You hear a lot of differing advice from people on the subject of how long it’s okay to keep your preserved food once you’ve canned it. Some people say that it’s a year to the date that it went into the jars. Others will tell you that they recently ate the last of the tomatoes their grandmother canned in the summer of ’99 (1999, that is). I’m here to tell you that it’s somewhere in between.

If you talk to one of the Master Food Preservers out there or folks from the National Center for Home Food Preservation, the answer goes something like this: “For highest quality, properly stored preserved foods are best eaten within a year of canning.” (Here’s exactly what the NCHFP says.)

Some people might read that statement and think that it means that they have exactly a year to eat through every last jar. The real answer is a bit more nuanced. You will get the very best flavor and quality from a jar that is in its first year, but there’s no internal self destruct devise inside the jar that goes off on day 366 or 367. Preserves older than a year are still safe for consumption.

Home preserved foods remain safe for eating far longer than their first year, but their quality does decline the longer the jars remain on the shelf (or in my case, under the couch). This means that the jam you made two or three years ago is probably still just fine to eat but it may not taste quite as good as did on that summer afternoon when you first put it in the jars. Chances are good, though, that it will still be more delicious than anything you’re able to buy at the grocery store.

If you have some elderly high acid preserves that you’d like to eat up but are making you nervous, here’s what to do. Pull one off the shelf and take a good look at it. In the case of jams, jellies, butters, and other spreads, look to see if it changed colors radically (a little surface discoloration is normal, but total color alternation or loss is suspect). For pickles, relishes, and whole preserved fruit, look at the quality of the brine or syrup. Has it gotten muddy or opaque? Has the liquid level dropped significantly?

If you don’t see any major change, open up the jar. Look at the surface. Has any mold or scum developed? Give it a good sniff. Does it smells funky, dirty, or boozy (do check to see if you added alcohol to the starting preserve, as then it won’t be a useful symptom of spoilage).

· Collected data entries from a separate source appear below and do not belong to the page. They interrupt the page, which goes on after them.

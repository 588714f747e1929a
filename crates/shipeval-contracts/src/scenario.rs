//! Scenario, persona, and answer-key types.
//!
//! A `Scenario` is the scripted mystery-shopper test case: the beneficiary
//! persona, the questions to ask, and the ground-truth answer key the judges
//! score against. Scenarios are loaded once at trial start and treated as
//! immutable for the duration of a run.

use std::collections::BTreeMap;

use chrono::NaiveDate;
use serde::{Deserialize, Serialize};

/// How severe a contradiction of a canonical fact is for the beneficiary.
///
/// Ordering follows declaration order: `Low < Medium < High < Critical`.
/// Adjudication and scoring rely on this ordering for severity escalation.
#[derive(Debug, Clone, Copy, PartialEq, Eq, PartialOrd, Ord, Hash, Serialize, Deserialize)]
#[serde(rename_all = "lowercase")]
pub enum Severity {
    Low,
    Medium,
    High,
    Critical,
}

/// A single ground-truth assertion in the answer key.
///
/// `fact_id` is scenario-scoped and stable (e.g. `F1_MA`, `F7_TM`); verdicts
/// cite facts by this string. The suffix after the final underscore is used
/// as the default fact category when the rubric does not name its own.
#[derive(Debug, Clone, Serialize, Deserialize)]
pub struct CanonicalFact {
    /// Scenario-scoped unique identifier.
    pub fact_id: String,
    /// The ground-truth assertion itself.
    pub statement: String,
    /// Why this fact matters for the beneficiary's situation.
    pub rationale: String,
    /// Citation for the assertion (e.g. "Medicare & You 2026, p. 73").
    pub source: String,
    /// Severity assigned when a target response contradicts this fact.
    pub severity_if_wrong: Severity,
}

impl CanonicalFact {
    /// The default category of this fact: the suffix after the last `_` in
    /// `fact_id`, or the whole id when there is no underscore.
    pub fn category(&self) -> &str {
        match self.fact_id.rsplit_once('_') {
            Some((_, suffix)) => suffix,
            None => &self.fact_id,
        }
    }
}

/// The ground truth a scenario's judges score against.
#[derive(Debug, Clone, Serialize, Deserialize)]
pub struct AnswerKey {
    /// All ground-truth assertions, each with a stable `fact_id`.
    pub canonical_facts: Vec<CanonicalFact>,
    /// The subset of fact ids a complete answer must cover.
    pub required_points: Vec<String>,
    /// Free-text patterns the target must never assert.
    #[serde(default)]
    pub disallowed_claims: Vec<String>,
    /// Referral destinations that count as correct guidance
    /// (e.g. "medicare.gov", "1-800-MEDICARE", "your local SHIP office").
    #[serde(default)]
    pub acceptable_referrals: Vec<String>,
}

impl AnswerKey {
    /// Look up a canonical fact by id.
    pub fn fact(&self, fact_id: &str) -> Option<&CanonicalFact> {
        self.canonical_facts.iter().find(|f| f.fact_id == fact_id)
    }

    /// The evidence sentinel used for referral claims that match
    /// `acceptable_referrals`. The only non-fact id a verdict may cite.
    pub const REFERRAL_EVIDENCE: &'static str = "acceptable_referrals";
}

/// The scripted beneficiary the questioner role-plays.
#[derive(Debug, Clone, Serialize, Deserialize)]
pub struct Persona {
    pub age: u32,
    pub location: String,
    /// Current coverage in plain language (e.g. "Original Medicare + Part D").
    pub coverage: String,
    /// The situation driving the call, in the beneficiary's own words.
    pub situation: String,
    /// Substituted for `[doctor name]` placeholders when present.
    #[serde(default)]
    pub primary_care_physician: Option<String>,
}

/// Details of one plan referenced by the scenario.
///
/// Only `plan_name` is required; the rest exists so scripted turns and the
/// answer key can reference concrete numbers.
#[derive(Debug, Clone, Serialize, Deserialize)]
pub struct PlanInformation {
    pub plan_name: String,
    /// e.g. "HMO", "PPO", "Medigap Plan G".
    pub plan_type: String,
    #[serde(default)]
    pub service_area: Option<String>,
    #[serde(default)]
    pub monthly_premium: Option<String>,
    #[serde(default)]
    pub copays: BTreeMap<String, String>,
    #[serde(default)]
    pub out_of_pocket_max: Option<String>,
    #[serde(default)]
    pub formulary_drugs: Vec<String>,
}

/// One scripted question in the mystery-shopper call.
///
/// `user_message` may contain the placeholders `[plan name]`, `[doctor name]`
/// and `[service area]` (brace spellings accepted too), substituted by the
/// questioner before emission.
#[derive(Debug, Clone, Serialize, Deserialize)]
pub struct ScriptedTurn {
    pub turn_id: String,
    #[serde(default)]
    pub question_number: Option<u32>,
    pub user_message: String,
    #[serde(default)]
    pub expected_topics: Vec<String>,
}

/// One tier of the SHIP four-tier rubric.
#[derive(Debug, Clone, Serialize, Deserialize)]
pub struct RubricTier {
    /// e.g. "Accurate & Complete".
    pub label: String,
    /// Human-readable criteria, kept for audit; the scoring engine applies
    /// the fixed tier semantics, not this prose.
    pub criteria: String,
    /// Citation into the SHIP mystery-shopper methodology.
    #[serde(default)]
    pub ship_reference: Option<String>,
}

/// The scenario's scoring rubric: tier definitions plus optional fact
/// category partitioning.
#[derive(Debug, Clone, Serialize, Deserialize)]
pub struct ScoringRubric {
    /// Tier definitions keyed `score_1` .. `score_4`.
    pub tiers: BTreeMap<String, RubricTier>,
    /// Fact-category suffixes (e.g. `["MA", "TM"]`). When absent, categories
    /// are derived from the suffixes of the required fact ids.
    #[serde(default)]
    pub fact_categories: Option<Vec<String>>,
}

impl ScoringRubric {
    /// The label of the tier with the given score, if defined.
    pub fn label_for(&self, score: u8) -> Option<&str> {
        self.tiers
            .get(&format!("score_{score}"))
            .map(|t| t.label.as_str())
    }
}

/// Knobs that relax the strict mystery-shopper script.
#[derive(Debug, Clone, Default, Serialize, Deserialize)]
pub struct VariationKnobs {
    /// When true the questioner may paraphrase scripted turns via an LLM.
    /// Defaults to false: turns are emitted verbatim after substitution.
    #[serde(default)]
    pub allow_paraphrase: bool,
}

/// A complete mystery-shopper test scenario.
///
/// Immutable once loaded. `scoring_rubric` is optional; scenarios without
/// one still produce completeness/accuracy percentages but a null tier.
#[derive(Debug, Clone, Serialize, Deserialize)]
pub struct Scenario {
    pub scenario_id: String,
    pub title: String,
    pub effective_date: NaiveDate,
    pub persona: Persona,
    #[serde(default)]
    pub plan_information: Vec<PlanInformation>,
    pub scripted_turns: Vec<ScriptedTurn>,
    pub answer_key: AnswerKey,
    #[serde(default)]
    pub scoring_rubric: Option<ScoringRubric>,
    #[serde(default)]
    pub variation_knobs: Option<VariationKnobs>,
}

impl Scenario {
    /// The first plan block, used for placeholder substitution.
    pub fn primary_plan(&self) -> Option<&PlanInformation> {
        self.plan_information.first()
    }

    /// True when the scenario explicitly allows LLM paraphrasing of turns.
    pub fn allows_paraphrase(&self) -> bool {
        self.variation_knobs
            .as_ref()
            .map(|k| k.allow_paraphrase)
            .unwrap_or(false)
    }
}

Once you’ve determined that all is well, give it a taste (for spreads that have darkened slightly on the surface, feel free to scrape away that top half inch). If you like how it tastes, dig in and include it in your rotation of open jars. Repeat these steps for each older jar you have in your stash.

Sometimes, long storage will rob a preserve of its flavor, particularly if it was sweetened lightly, or with honey or a sugar substitute. If it doesn’t taste like a whole lot, it may not be appropriate for spreading on toast, stirring into yogurt or serving with cheese, but you can always use up those less delicious jars in quick breads or as part of a braising liquid.

All that said, if you feel at all uncomfortable about something you canned, it is still always better to toss it than eat something that gives you pause. If you cringe every time you reach for a particular jar, it’s time to empty it out and move on.

Additionally, sometimes people try new recipes and then determine later on that they just don’t like them (not every recipe is for every person). If you made something and you just don’t like it, either give those jars away to someone who will appreciate it or dump the jars. There’s no reason to torture yourself with something you just don’t like.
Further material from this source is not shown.